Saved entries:
· · · · · · ·

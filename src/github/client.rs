// src/github/client.rs
// =============================================================================
// This module talks to the GitHub REST API.
//
// Two requests are made:
// - GET /users/{owner}/repos?per_page=100&sort=updated   (once per render)
// - GET /repos/{owner}/{repo}/readme                     (once per project)
//
// The two have opposite failure contracts:
// - The repository list is essential. Failures come back as a FetchError so
//   the caller can tell "rate limited" apart from everything else.
// - A README is optional decoration. Whatever goes wrong, the caller just
//   gets Readme::NotAvailable.
//
// Only the first 100 repositories are requested; there is no pagination.
// No timeout is set either: reqwest's transport defaults apply.
//
// Rust concepts:
// - One reqwest::Client reused for every request (connection pooling)
// - Default headers set once at construction time
// - url::Url path segments, so owner and repository names are percent-encoded
// =============================================================================

use anyhow::{anyhow, Result};
use reqwest::header::{HeaderMap, HeaderValue, ACCEPT, AUTHORIZATION, USER_AGENT};
use reqwest::Client;
use tracing::{debug, warn};
use url::Url;

use super::error::FetchError;
use super::models::{Readme, ReadmeResponse, RepositorySummary};
use crate::config::Config;

/// Repositories requested in the single page we fetch.
pub const PAGE_SIZE: usize = 100;

const GITHUB_ACCEPT: &str = "application/vnd.github.v3+json";

pub struct GithubClient {
    http: Client,
    api_base: Url,
    owner: String,
}

impl GithubClient {
    /// Builds a client for `config.owner`.
    ///
    /// Fails if the API root is not a usable URL, if the token contains
    /// bytes that are not allowed in an HTTP header, or if the TLS backend
    /// cannot be initialised.
    pub fn new(config: &Config) -> Result<Self> {
        // Parse the API root once; every request URL is built from it
        let api_base = Url::parse(&config.api_base)
            .map_err(|e| anyhow!("Invalid API URL '{}': {}", config.api_base, e))?;

        // "mailto:x" style URLs have no path we could append segments to
        if api_base.cannot_be_a_base() {
            return Err(anyhow!("Invalid API URL '{}': not a base URL", config.api_base));
        }

        let mut headers = HeaderMap::new();
        headers.insert(ACCEPT, HeaderValue::from_static(GITHUB_ACCEPT));

        // GitHub rejects API requests without a User-Agent
        headers.insert(
            USER_AGENT,
            HeaderValue::from_static(concat!("repo-showcase/", env!("CARGO_PKG_VERSION"))),
        );

        // The token is optional; without it GitHub's anonymous quota applies
        if let Some(token) = &config.token {
            let mut value = HeaderValue::from_str(&format!("token {}", token))?;
            // Keeps the token out of reqwest's Debug output
            value.set_sensitive(true);
            headers.insert(AUTHORIZATION, value);
        }

        let http = Client::builder().default_headers(headers).build()?;

        Ok(GithubClient {
            http,
            api_base,
            owner: config.owner.clone(),
        })
    }

    pub fn owner(&self) -> &str {
        &self.owner
    }

    /// Fetches up to 100 public repositories, most recently updated first.
    pub async fn fetch_repository_list(&self) -> Result<Vec<RepositorySummary>, FetchError> {
        let mut url = self.endpoint(&["users", &self.owner, "repos"]);
        url.query_pairs_mut()
            .append_pair("per_page", &PAGE_SIZE.to_string())
            .append_pair("sort", "updated");
        debug!(%url, "fetching repository list");

        // No response at all (DNS, refused connection, TLS...) -> FetchFailed without status
        let response = self.http.get(url).send().await.map_err(|e| {
            warn!(error = %e, "repository list request failed");
            FetchError::transport(&e)
        })?;

        // 403 -> RateLimited, anything else non-2xx -> FetchFailed with status
        let status = response.status();
        if !status.is_success() {
            let error = FetchError::from_status(status);
            warn!(status = status.as_u16(), %error, "repository list request rejected");
            return Err(error);
        }

        // A 2xx whose body is not a repository array is still a failed fetch
        let repositories: Vec<RepositorySummary> =
            response.json().await.map_err(|e| FetchError::FetchFailed {
                status: Some(status.as_u16()),
                reason: format!("unreadable response body: {}", e),
            })?;

        debug!(count = repositories.len(), "repository list fetched");
        Ok(repositories)
    }

    /// Fetches the encoded README of one repository.
    ///
    /// Never fails: a missing README, a private repository, rate limiting or
    /// a network error all come back as `Readme::NotAvailable`.
    pub async fn fetch_readme(&self, repository: &str) -> Readme {
        let url = self.endpoint(&["repos", &self.owner, repository, "readme"]);

        // Every failure path below logs at debug level and gives up quietly
        let response = match self.http.get(url).send().await {
            Ok(response) => response,
            Err(e) => {
                debug!(repository, error = %e, "README request failed");
                return Readme::NotAvailable;
            }
        };

        // 404 (no README), 403 (private or rate limited), 5xx...
        if !response.status().is_success() {
            debug!(repository, status = response.status().as_u16(), "README not available");
            return Readme::NotAvailable;
        }

        // Only the "content" field is needed; anything else in the body is ignored
        match response.json::<ReadmeResponse>().await {
            Ok(body) => Readme::Available(body.content),
            Err(e) => {
                debug!(repository, error = %e, "README body unreadable");
                Readme::NotAvailable
            }
        }
    }

    // Appends path segments to the API root.
    //
    // path_segments_mut() percent-encodes each segment, so an owner like "a/b"
    // stays one segment ("a%2Fb") instead of changing the endpoint.
    fn endpoint(&self, segments: &[&str]) -> Url {
        let mut url = self.api_base.clone();
        // Err only for cannot-be-a-base URLs, which new() already rejected
        if let Ok(mut path) = url.path_segments_mut() {
            // "https://api.github.com/" has one empty segment; drop it so we
            // don't end up with "//users"
            path.pop_if_empty().extend(segments);
        }
        url
    }
}

#[cfg(test)]
mod tests {
    use super::*;
    use crate::github::unreachable_base_url;
    use wiremock::matchers::{method, path, query_param};
    use wiremock::{Mock, MockServer, ResponseTemplate};

    const LIST_PATH: &str = "/users/octocat/repos";

    fn client_for(base_url: &str) -> GithubClient {
        GithubClient::new(&Config::new("octocat").with_api_base(base_url)).unwrap()
    }

    // Mounts a response for the repository-list request
    async fn mount_list(server: &MockServer, response: ResponseTemplate) {
        Mock::given(method("GET"))
            .and(path(LIST_PATH))
            .and(query_param("per_page", "100"))
            .and(query_param("sort", "updated"))
            .respond_with(response)
            .mount(server)
            .await;
    }

    async fn mount_readme(server: &MockServer, repo: &str, response: ResponseTemplate) {
        Mock::given(method("GET"))
            .and(path(format!("/repos/octocat/{}/readme", repo)))
            .respond_with(response)
            .mount(server)
            .await;
    }

    #[tokio::test]
    async fn test_list_success() {
        let server = MockServer::start().await;
        let body = serde_json::json!([
            {"id": 1, "name": "one", "html_url": "https://github.com/octocat/one",
             "updated_at": "2024-01-01T00:00:00Z", "stargazers_count": 3},
            {"id": 2, "name": "two", "html_url": "https://github.com/octocat/two",
             "updated_at": "2023-01-01T00:00:00Z"}
        ]);
        mount_list(&server, ResponseTemplate::new(200).set_body_json(body)).await;

        let repos = client_for(&server.uri()).fetch_repository_list().await.unwrap();
        assert_eq!(repos.len(), 2);
        assert_eq!(repos[0].name, "one");
        assert_eq!(repos[1].stargazers_count, 0);
    }

    #[tokio::test]
    async fn test_list_403_is_rate_limited() {
        let server = MockServer::start().await;
        mount_list(&server, ResponseTemplate::new(403)).await;

        let result = client_for(&server.uri()).fetch_repository_list().await;
        assert_eq!(result.unwrap_err(), FetchError::RateLimited);
    }

    #[tokio::test]
    async fn test_list_500_is_fetch_failed() {
        let server = MockServer::start().await;
        mount_list(&server, ResponseTemplate::new(500)).await;

        let result = client_for(&server.uri()).fetch_repository_list().await;
        assert!(matches!(
            result,
            Err(FetchError::FetchFailed { status: Some(500), .. })
        ));
    }

    #[tokio::test]
    async fn test_list_network_error_has_no_status() {
        let result = client_for(&unreachable_base_url()).fetch_repository_list().await;
        assert!(matches!(result, Err(FetchError::FetchFailed { status: None, .. })));
    }

    #[tokio::test]
    async fn test_list_garbage_body_is_fetch_failed() {
        let server = MockServer::start().await;
        mount_list(&server, ResponseTemplate::new(200).set_body_string("not json")).await;

        let result = client_for(&server.uri()).fetch_repository_list().await;
        assert!(matches!(
            result,
            Err(FetchError::FetchFailed { status: Some(200), .. })
        ));
    }

    #[tokio::test]
    async fn test_slow_list_is_not_cut_short() {
        // Well past the 10 seconds an explicit client timeout would once have allowed
        let server = MockServer::start().await;
        mount_list(
            &server,
            ResponseTemplate::new(200)
                .set_body_json(serde_json::json!([]))
                .set_delay(std::time::Duration::from_secs(11)),
        )
        .await;

        let repos = client_for(&server.uri()).fetch_repository_list().await.unwrap();
        assert!(repos.is_empty());
    }

    #[tokio::test]
    async fn test_headers_are_sent() {
        let server = MockServer::start().await;
        mount_list(&server, ResponseTemplate::new(200).set_body_json(serde_json::json!([]))).await;

        let mut config = Config::new("octocat").with_api_base(server.uri());
        config.token = Some("secret".to_string());
        GithubClient::new(&config)
            .unwrap()
            .fetch_repository_list()
            .await
            .unwrap();

        let requests = server.received_requests().await.unwrap();
        assert_eq!(requests.len(), 1);
        let header = |name: &str| {
            requests[0]
                .headers
                .get(name)
                .and_then(|v| v.to_str().ok())
                .unwrap_or("")
                .to_string()
        };
        assert_eq!(header("accept"), "application/vnd.github.v3+json");
        assert_eq!(header("authorization"), "token secret");
        assert!(header("user-agent").starts_with("repo-showcase/"));
    }

    #[tokio::test]
    async fn test_no_authorization_without_token() {
        let server = MockServer::start().await;
        mount_list(&server, ResponseTemplate::new(200).set_body_json(serde_json::json!([]))).await;

        client_for(&server.uri()).fetch_repository_list().await.unwrap();

        let requests = server.received_requests().await.unwrap();
        assert!(requests[0].headers.get("authorization").is_none());
    }

    #[tokio::test]
    async fn test_owner_and_name_are_percent_encoded() {
        let server = MockServer::start().await;
        let client =
            GithubClient::new(&Config::new("a/b?c").with_api_base(server.uri())).unwrap();

        // Nothing is mounted: both calls get 404, we only look at the paths
        let _ = client.fetch_repository_list().await;
        let _ = client.fetch_readme("x/y").await;

        let requests = server.received_requests().await.unwrap();
        assert_eq!(requests[0].url.path(), "/users/a%2Fb%3Fc/repos");
        assert_eq!(requests[0].url.query(), Some("per_page=100&sort=updated"));
        assert_eq!(requests[1].url.path(), "/repos/a%2Fb%3Fc/x%2Fy/readme");
    }

    #[test]
    fn test_api_base_with_path_prefix() {
        let config = Config::new("octocat").with_api_base("https://ghe.example.com/api/v3");
        let client = GithubClient::new(&config).unwrap();

        let url = client.endpoint(&["users", "octocat", "repos"]);
        assert_eq!(url.as_str(), "https://ghe.example.com/api/v3/users/octocat/repos");
    }

    #[test]
    fn test_invalid_api_base_is_rejected() {
        for base in ["not a url", "mailto:someone@example.com"] {
            let config = Config::new("octocat").with_api_base(base);
            assert!(GithubClient::new(&config).is_err(), "{}", base);
        }
    }

    #[tokio::test]
    async fn test_readme_available() {
        let server = MockServer::start().await;
        mount_readme(
            &server,
            "one",
            ResponseTemplate::new(200)
                .set_body_json(serde_json::json!({"content": "SGVs\nbG8=\n", "encoding": "base64"})),
        )
        .await;

        let readme = client_for(&server.uri()).fetch_readme("one").await;
        assert_eq!(readme, Readme::Available("SGVs\nbG8=\n".to_string()));
    }

    #[tokio::test]
    async fn test_readme_failures_are_not_available() {
        let server = MockServer::start().await;
        mount_readme(&server, "limited", ResponseTemplate::new(403)).await;
        mount_readme(&server, "broken", ResponseTemplate::new(500)).await;
        mount_readme(
            &server,
            "odd",
            ResponseTemplate::new(200).set_body_json(serde_json::json!({"size": 3})),
        )
        .await;
        let client = client_for(&server.uri());

        // "missing" is not mounted, so the mock server answers 404
        for name in ["missing", "limited", "broken", "odd"] {
            assert_eq!(client.fetch_readme(name).await, Readme::NotAvailable, "{}", name);
        }

        let offline = client_for(&unreachable_base_url());
        assert_eq!(offline.fetch_readme("one").await, Readme::NotAvailable);
    }
}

· · · · · · ·

TASK INSTRUCTIONS: Among the entries above, the lines between the ones containing "repo: &str, response: ResponseTemplate)" and "async fn test_list_500_is_fetch_failed()", inclusive, are to be transcribed exactly. No other line is to be given.

RESULT:
    async fn mount_readme(server: &MockServer, repo: &str, response: ResponseTemplate) {
        Mock::given(method("GET"))
            .and(path(format!("/repos/octocat/{}/readme", repo)))
            .respond_with(response)
            .mount(server)
            .await;
    }

    #[tokio::test]
    async fn test_list_success() {
        let server = MockServer::start().await;
        let body = serde_json::json!([
            {"id": 1, "name": "one", "html_url": "https://github.com/octocat/one",
             "updated_at": "2024-01-01T00:00:00Z", "stargazers_count": 3},
            {"id": 2, "name": "two", "html_url": "https://github.com/octocat/two",
             "updated_at": "2023-01-01T00:00:00Z"}
        ]);
        mount_list(&server, ResponseTemplate::new(200).set_body_json(body)).await;

        let repos = client_for(&server.uri()).fetch_repository_list().await.unwrap();
        assert_eq!(repos.len(), 2);
        assert_eq!(repos[0].name, "one");
        assert_eq!(repos[1].stargazers_count, 0);
    }

    #[tokio::test]
    async fn test_list_403_is_rate_limited() {
        let server = MockServer::start().await;
        mount_list(&server, ResponseTemplate::new(403)).await;

        let result = client_for(&server.uri()).fetch_repository_list().await;
        assert_eq!(result.unwrap_err(), FetchError::RateLimited);
    }

    #[tokio::test]
    async fn test_list_500_is_fetch_failed() {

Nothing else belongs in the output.